And more good news!  Corinne’s creativity has a new outlet.  She has thrown herself wholeheartedly into knitting, and I’m thrilled to point you to her brand-new etsy shop, A Soft Landing, here.  I am the proud owner of a pair of Corinne’s handwarmers, and I tell you I can feel the love that went into the knitting of them every time I pull them on.

In the meantime, I’m honored to host Corinne here today for Present Tense.  I know that the effort to remain open to her own life is important to Corinne, as she and I have talked about it.  I was delighted when she agreed to answer my questions.  So here is Corinne, with her trademark wisdom, humility, and flat-out wonderfulness.

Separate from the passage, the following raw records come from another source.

// Copyright 2023 Google LLC
//
// Licensed under the Apache License, Version 2.0 (the "License");
// you may not use this file except in compliance with the License.
// You may obtain a copy of the License at
//
//      http://www.apache.org/licenses/LICENSE-2.0
//
// Unless required by applicable law or agreed to in writing, software
// distributed under the License is distributed on an "AS IS" BASIS,
// WITHOUT WARRANTIES OR CONDITIONS OF ANY KIND, either express or implied.
// See the License for the specific language governing permissions and
// limitations under the License.

use crate::config::NeuronConfiguration;
use crate::Cycle;

/// LIF dynamics shared by every neuron of a core.
#[derive(Clone, Copy, Debug)]
pub struct LifParameters {
    pub v_thresh: f32,
    pub v_reset: f32,
    pub v_rest: f32,
    pub tau_mem: f32,
    pub t_ref: u32,
}

impl From<NeuronConfiguration> for LifParameters {
    fn from(config: NeuronConfiguration) -> Self {
        Self {
            v_thresh: config.v_thresh,
            v_reset: config.v_reset,
            v_rest: config.v_rest,
            tau_mem: config.tau_mem,
            t_ref: config.t_ref,
        }
    }
}

/// Per-neuron mutable state.
#[derive(Clone, Copy, Debug)]
pub struct NeuronState {
    pub v_mem: f32,
    pub refractory_timer: u32,
    pub last_spike_cycle: Cycle,
}

impl NeuronState {
    pub fn new(v_rest: f32) -> Self {
        Self {
            v_mem: v_rest,
            refractory_timer: 0,
            last_spike_cycle: 0,
        }
    }

    pub fn is_refractory(&self) -> bool {
        self.refractory_timer > 0
    }

    /// Exponential decay toward the rest potential, one 1 ms step.
    pub fn leak(&mut self, params: &LifParameters) {
        if self.v_mem > params.v_rest {
            self.v_mem =
                params.v_rest + (self.v_mem - params.v_rest) * (-1.0 / params.tau_mem).exp();
        }
    }

    pub fn integrate(&mut self, weight: f32) {
        self.v_mem += weight;
    }

    /// Fire if the membrane crossed the threshold and the neuron is not in
    /// its refractory window. On fire the membrane is reset exactly to
    /// `v_reset` and the full refractory window starts.
    pub fn try_fire(&mut self, params: &LifParameters, cycle: Cycle) -> bool {
        if self.v_mem >= params.v_thresh && self.refractory_timer == 0 {
            self.v_mem = params.v_reset;
            self.refractory_timer = params.t_ref;
            self.last_spike_cycle = cycle;
            true
        } else {
            false
        }
    }
}
// [libs/infra/timeseries/src/repository.rs]
//! The `TimeSeriesRepository` contract: a read-only view
//! over externally-supplied tabular data keyed by
//! `(date, field, facility?)`. Two logical repositories consume this
//! same trait — a legacy meter-readings view and a flow-diagram view —
//! so the Calculator never branches on which one it was handed.

use chrono::NaiveDate;

pub trait TimeSeriesRepository: Send + Sync {
    /// A month-level lookup keyed by field only (e.g. a source code or
    /// a named aggregate column). Implementations sum all rows that
    /// fall within `date`'s calendar month.
    fn get_value(&self, date: NaiveDate, field: &str) -> Option<f64>;

    /// Same as `get_value` but additionally scoped to one facility —
    /// used for per-facility fields such as rainfall or evaporation
    /// depth.
    fn get_value_for_facility(&self, date: NaiveDate, field: &str, facility_code: &str) -> Option<f64>;

    /// The most recent date present anywhere in the underlying dataset,
    /// or `None` if the dataset is empty.
    fn get_latest_date(&self) -> Option<NaiveDate>;

    /// Identity of the underlying dataset (e.g. a file path). The
    /// Cache Layer compares this across calls to detect that the
    /// source has changed and trigger `full_clear` /
    /// `excel_path_changed`.
    fn current_source_path(&self) -> String;
}
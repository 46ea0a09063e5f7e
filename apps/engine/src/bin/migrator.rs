// [apps/engine/src/bin/migrator.rs]
/*!
 * APARATO: DB MIGRATOR CLI
 * RESPONSABILIDAD: APLICACION IDEMPOTENTE DEL ESQUEMA DEL STORE
 *
 * A standalone entry point for running `wbe_infra_store::schema`'s
 * `CREATE TABLE IF NOT EXISTS` sequence against `DATABASE_URL` without
 * going through `Engine::bootstrap` — `StoreClient::connect` already
 * applies the schema on every connect, so this binary exists purely
 * to let an operator run the migration as an explicit, inspectable
 * step ahead of deploying a new engine version.
 */

use dotenvy::dotenv;
use tracing::{error, info};
use wbe_infra_store::StoreClient;

fn main() -> anyhow::Result<()> {
    dotenv().ok();
    wbe_shared_telemetry::init_tracing("wbe_engine_migrator");

    let runtime = tokio::runtime::Builder::new_multi_thread()
        .enable_all()
        .thread_stack_size(4 * 1024 * 1024)
        .build()?;

    runtime.block_on(async {
        info!("🛠️  [MIGRATOR]: applying schema to the configured store...");

        let database_url = std::env::var("DATABASE_URL").expect("DATABASE_URL must be set");
        let database_token = std::env::var("TURSO_AUTH_TOKEN").ok();

        match StoreClient::connect(&database_url, database_token).await {
            Ok(_client) => {
                info!("✅ [MIGRATOR]: schema is current.");
                Ok(())
            }
            Err(fault) => {
                error!("❌ [MIGRATOR]: schema application failed: {}", fault);
                Err(anyhow::anyhow!(fault))
            }
        }
    })
}
// [libs/infra/store/src/repositories/constant_repository.rs]
//! Admin-managed constants table (`constants`) — the third
//! link in the calculator's override -> TS-repo -> constant chain.

use libsql::params;
use tracing::instrument;
use wbe_domain_models::constant::Constant;

use crate::client::StoreClient;
use crate::errors::StoreError;

pub struct ConstantRepository {
    client: StoreClient,
}

impl ConstantRepository {
    pub fn new(client: StoreClient) -> Self {
        Self { client }
    }

    #[instrument(skip(self))]
    pub async fn get(&self, key: &str) -> Result<Option<f64>, StoreError> {
        let conn = self.client.get_connection()?;
        let mut rows = conn.query("SELECT numeric_value FROM constants WHERE key = ?1", params![key.to_string()]).await?;
        match rows.next().await? {
            Some(row) => Ok(row.get::<Option<f64>>(0)?),
            None => Ok(None),
        }
    }

    #[instrument(skip(self))]
    pub async fn list(&self) -> Result<Vec<Constant>, StoreError> {
        let conn = self.client.get_connection()?;
        let mut rows = conn.query("SELECT key, numeric_value, text_value FROM constants", ()).await?;
        let mut out = Vec::new();
        while let Some(row) = rows.next().await? {
            out.push(Constant {
                key: row.get(0)?,
                numeric_value: row.get::<Option<f64>>(1)?,
                text_value: row.get::<Option<String>>(2)?,
            });
        }
        Ok(out)
    }

    #[instrument(skip(self, constant))]
    pub async fn upsert(&self, constant: &Constant) -> Result<(), StoreError> {
        let conn = self.client.get_connection()?;
        conn.execute(
            "INSERT INTO constants (key, numeric_value, text_value)
             VALUES (?1, ?2, ?3)
             ON CONFLICT(key) DO UPDATE SET numeric_value = excluded.numeric_value, text_value = excluded.text_value",
            params![constant.key.clone(), constant.numeric_value, constant.text_value.clone()],
        )
        .await?;
        Ok(())
    }
}
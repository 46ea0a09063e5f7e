// [libs/core/calculator/src/lib.rs]
/*!
 * APARATO: WATER BALANCE CALCULATOR
 * RESPONSABILIDAD: COMPOSICION DE SUBMODELOS EN UN BALANCE MENSUAL
 *
 * The core-exposed `Calculator`: a pure function of its
 * inputs, composing the inflow/outflow/storage submodels into one
 * `Balance` record per `calculate` call, memoised through the Cache
 * Layer and persisted through a small `BalancePersistence` port the
 * composition root implements over the Store.
 */

pub mod diagnostics;
pub mod errors;
pub mod inflows;
pub mod inputs;
pub mod outflows;
pub mod storage;
pub mod txn;

use std::sync::{Arc, Mutex};

use chrono::NaiveDate;
use tracing::{info, instrument};
use wbe_core_cache::{BalanceCache, Listener};
use wbe_domain_models::balance::{Balance, CalcType, CapacityWarning, FacilityBalanceSnapshot};
use wbe_domain_models::cache_event::CacheEvent;
use wbe_domain_models::source::SourceType;
use wbe_infra_timeseries::TimeSeriesRepository;

use crate::errors::CalculatorError;
use crate::inputs::CalculatorDataSource;
use crate::txn::with_rollback;

/// Write-side port the composition root implements over the
/// Persistent Store. Kept distinct from
/// `CalculatorDataSource`, which is read-only, so `calculate` itself
/// never needs it — only `save` does.
pub trait BalancePersistence: Send + Sync {
    /// The prior record for `(calc_date, calc_type)`, if one exists,
    /// carrying the facility opening snapshot `save` must restore
    /// before it overwrites.
    fn existing_balance(&self, calc_date: NaiveDate, calc_type: CalcType) -> Result<Option<Balance>, String>;
    /// Restores each facility's `current_volume_m3` from `snapshot`'s
    /// opening volumes, in preparation for a same-month overwrite.
    fn restore_facility_openings(&self, snapshot: &[FacilityBalanceSnapshot]) -> Result<(), String>;
    fn delete_balance(&self, calc_id: i64) -> Result<(), String>;
    /// Inserts the new record and returns its surrogate id.
    fn insert_balance(&self, balance: &Balance) -> Result<i64, String>;
}

/// The composed engine: wires a `CalculatorDataSource`, a
/// `TimeSeriesRepository`, and a `BalanceCache` together the way the
/// composition root is expected to.
pub struct Calculator<D, T, P> {
    data: D,
    ts_repo: T,
    persistence: P,
    cache: Arc<BalanceCache>,
    capacity_warnings: Mutex<Vec<CapacityWarning>>,
}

1. When have you felt most present?  Are there specific memories that stand out for you?My wedding. I remember almost every moment of that day vividly. The other moments that stand out are days with my husband and kids. We take adventures now and then, trips to the beach or hikes, and being in nature with the kids and Lucas… it’s just incredible. When the sounds are the wind or ocean and birds and your children giggling and your  husband laughing and talking about life… it doesn’t get any better, and there’s no reason for the mind to drift away.

2. Do you have rituals or patterns that you use to remind you to Be Here Now?

When I feel hurried and like my mind is getting too far ahead of my body, I find a quiet space and tell myself to take deep breaths {which is the same thing I tell my kids when I see their minds spinning out, or their actions getting on the crazy side} and then I sit with my breath and reflect on why I’m spiraling. Those few moments of quiet bring me back to the moment at hand.

3. Do you have specific places or people that you associate with being particularly present?  Who?  Where?  Any idea why?

The beach. Any and all beaches. It’s my place, where I feel most at home and alive and calm all at the same time. It’s the place that I long for, and when I’m there, it’s just me and the sounds and smells. As far as people, my kids. Always. They remind me to be here. There isn’t any other place I need to be. So combine a day at the beach, with my children, and I’m completely, fully, present.

4. Have you ever meditated?  How did that go?

I’ve tried many a times to meditate. I also have the monkey mind… and it’s so very hard to keep it from wandering. Recently I’ve found that knitting is a sort of meditation for me. I have to focus only on my hands and it keeps me very aware. I can concentrate on the task at hand, but also my breath and it’s calming and helps to clear my mind.

5. Has having children changed how you think about the effort to be present?

Absolutely.  There was a time years ago, probably in high school, that I was keenly aware of being present and living authentically and focused on my dreams and hopes {which I think are all combined somehow} But then I went off to college and my drinking began to get the better of me. It took having my children to realize the areas that I needed help in. It took having
my children to realize my drinking problem, to then get sober and focus on being here with them. With me. With my husband. With whatever is right in front of me. I have my children to thank for bringing me back to that place where I can focus on what rally matters. Being here.

6. And just cause I’m curious, what books and songs do you love?

There are far too many books to list! The ones that come to mind at first are Brene Brown’s The Gifts of Imperfection, anything and everything by Anne Lamott, and for some reason Raymond Carver’s short stories are always a favorite. I just skimmed my bookshelf, and though they’re childhood loves, I still adore the Anne of Green Gables series and JulieEdward’s Mandy.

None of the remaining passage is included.